*EXERCISE BRIEF*
Take every line from the listing below that contains "payload".
+ + +
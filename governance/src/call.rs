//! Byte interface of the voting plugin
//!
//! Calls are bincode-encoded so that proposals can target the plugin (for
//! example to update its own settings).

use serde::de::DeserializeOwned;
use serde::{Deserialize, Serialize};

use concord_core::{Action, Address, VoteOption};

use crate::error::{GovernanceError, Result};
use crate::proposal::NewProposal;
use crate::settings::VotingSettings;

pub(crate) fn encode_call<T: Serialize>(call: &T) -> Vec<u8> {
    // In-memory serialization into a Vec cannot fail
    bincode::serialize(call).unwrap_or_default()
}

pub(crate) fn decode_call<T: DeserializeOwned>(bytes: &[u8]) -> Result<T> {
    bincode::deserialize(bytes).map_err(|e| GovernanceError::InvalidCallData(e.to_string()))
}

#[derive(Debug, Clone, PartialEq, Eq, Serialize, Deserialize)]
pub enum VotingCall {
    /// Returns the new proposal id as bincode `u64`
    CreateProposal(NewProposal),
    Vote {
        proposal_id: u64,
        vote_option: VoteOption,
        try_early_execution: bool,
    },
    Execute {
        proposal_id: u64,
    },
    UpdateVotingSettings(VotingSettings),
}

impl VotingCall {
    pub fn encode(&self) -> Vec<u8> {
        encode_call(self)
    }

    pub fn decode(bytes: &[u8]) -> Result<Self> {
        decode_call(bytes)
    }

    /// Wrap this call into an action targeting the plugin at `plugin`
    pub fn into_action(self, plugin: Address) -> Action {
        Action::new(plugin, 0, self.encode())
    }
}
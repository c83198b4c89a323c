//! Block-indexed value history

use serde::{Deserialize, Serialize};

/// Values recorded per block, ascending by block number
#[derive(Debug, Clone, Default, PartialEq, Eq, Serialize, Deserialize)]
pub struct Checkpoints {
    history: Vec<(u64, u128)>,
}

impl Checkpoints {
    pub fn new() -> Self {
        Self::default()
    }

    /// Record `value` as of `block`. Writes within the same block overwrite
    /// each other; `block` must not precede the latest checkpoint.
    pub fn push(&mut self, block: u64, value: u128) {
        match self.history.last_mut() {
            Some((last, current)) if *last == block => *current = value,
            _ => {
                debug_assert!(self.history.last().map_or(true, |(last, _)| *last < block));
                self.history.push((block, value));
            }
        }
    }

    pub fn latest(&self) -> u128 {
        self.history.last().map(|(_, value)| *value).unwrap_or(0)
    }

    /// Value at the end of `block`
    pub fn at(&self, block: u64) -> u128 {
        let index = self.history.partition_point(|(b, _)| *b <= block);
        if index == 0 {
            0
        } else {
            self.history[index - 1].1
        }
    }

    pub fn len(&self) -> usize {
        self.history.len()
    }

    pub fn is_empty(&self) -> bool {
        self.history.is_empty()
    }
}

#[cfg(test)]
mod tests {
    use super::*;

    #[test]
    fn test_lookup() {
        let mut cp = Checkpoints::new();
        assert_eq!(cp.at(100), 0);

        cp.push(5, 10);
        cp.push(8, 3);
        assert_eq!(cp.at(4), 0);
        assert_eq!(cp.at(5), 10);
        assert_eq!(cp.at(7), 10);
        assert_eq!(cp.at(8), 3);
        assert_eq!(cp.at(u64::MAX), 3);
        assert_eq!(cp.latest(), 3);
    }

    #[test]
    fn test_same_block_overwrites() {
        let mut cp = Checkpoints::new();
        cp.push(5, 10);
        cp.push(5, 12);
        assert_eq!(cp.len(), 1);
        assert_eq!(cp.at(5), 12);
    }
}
+ + +
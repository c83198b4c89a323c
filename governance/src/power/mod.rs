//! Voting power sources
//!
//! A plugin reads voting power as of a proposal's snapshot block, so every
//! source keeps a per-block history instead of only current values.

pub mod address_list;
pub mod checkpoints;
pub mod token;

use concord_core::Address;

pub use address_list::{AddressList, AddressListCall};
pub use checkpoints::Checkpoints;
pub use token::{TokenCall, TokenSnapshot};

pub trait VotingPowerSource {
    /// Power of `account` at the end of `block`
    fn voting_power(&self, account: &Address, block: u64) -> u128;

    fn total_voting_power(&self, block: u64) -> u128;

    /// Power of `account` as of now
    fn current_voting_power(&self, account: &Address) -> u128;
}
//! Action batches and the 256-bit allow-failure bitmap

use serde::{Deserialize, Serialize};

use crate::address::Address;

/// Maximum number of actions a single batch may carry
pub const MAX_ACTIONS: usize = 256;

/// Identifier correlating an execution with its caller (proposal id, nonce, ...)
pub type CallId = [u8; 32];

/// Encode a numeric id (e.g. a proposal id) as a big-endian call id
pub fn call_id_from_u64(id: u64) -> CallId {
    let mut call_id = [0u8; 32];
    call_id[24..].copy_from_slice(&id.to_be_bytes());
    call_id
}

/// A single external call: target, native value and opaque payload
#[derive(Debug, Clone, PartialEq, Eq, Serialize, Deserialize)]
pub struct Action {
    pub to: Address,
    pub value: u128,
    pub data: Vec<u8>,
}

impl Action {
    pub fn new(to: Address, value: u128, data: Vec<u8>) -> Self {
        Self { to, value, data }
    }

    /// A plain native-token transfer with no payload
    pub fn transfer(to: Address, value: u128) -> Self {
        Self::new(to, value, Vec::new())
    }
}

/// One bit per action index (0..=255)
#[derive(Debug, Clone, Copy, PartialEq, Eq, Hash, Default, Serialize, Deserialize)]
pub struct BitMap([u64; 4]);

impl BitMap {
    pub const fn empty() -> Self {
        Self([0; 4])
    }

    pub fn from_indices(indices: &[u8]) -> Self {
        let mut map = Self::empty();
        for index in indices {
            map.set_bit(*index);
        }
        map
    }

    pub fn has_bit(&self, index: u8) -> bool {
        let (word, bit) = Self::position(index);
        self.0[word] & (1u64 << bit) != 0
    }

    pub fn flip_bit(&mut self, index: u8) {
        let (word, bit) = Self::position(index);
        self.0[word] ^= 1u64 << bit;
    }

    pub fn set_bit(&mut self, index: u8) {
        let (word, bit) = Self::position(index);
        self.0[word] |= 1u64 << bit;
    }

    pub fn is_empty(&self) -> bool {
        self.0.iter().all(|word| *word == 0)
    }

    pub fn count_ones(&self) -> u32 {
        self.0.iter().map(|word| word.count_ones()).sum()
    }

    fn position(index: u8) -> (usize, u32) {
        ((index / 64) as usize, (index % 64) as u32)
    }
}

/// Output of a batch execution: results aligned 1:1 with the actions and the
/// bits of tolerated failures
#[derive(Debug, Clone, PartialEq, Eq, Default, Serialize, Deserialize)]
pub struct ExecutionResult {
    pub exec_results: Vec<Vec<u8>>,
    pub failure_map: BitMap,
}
+ + +
*ANSWER TO THIS EXERCISE*
/// A single external call: target, native value and opaque payload
    /// A plain native-token transfer with no payload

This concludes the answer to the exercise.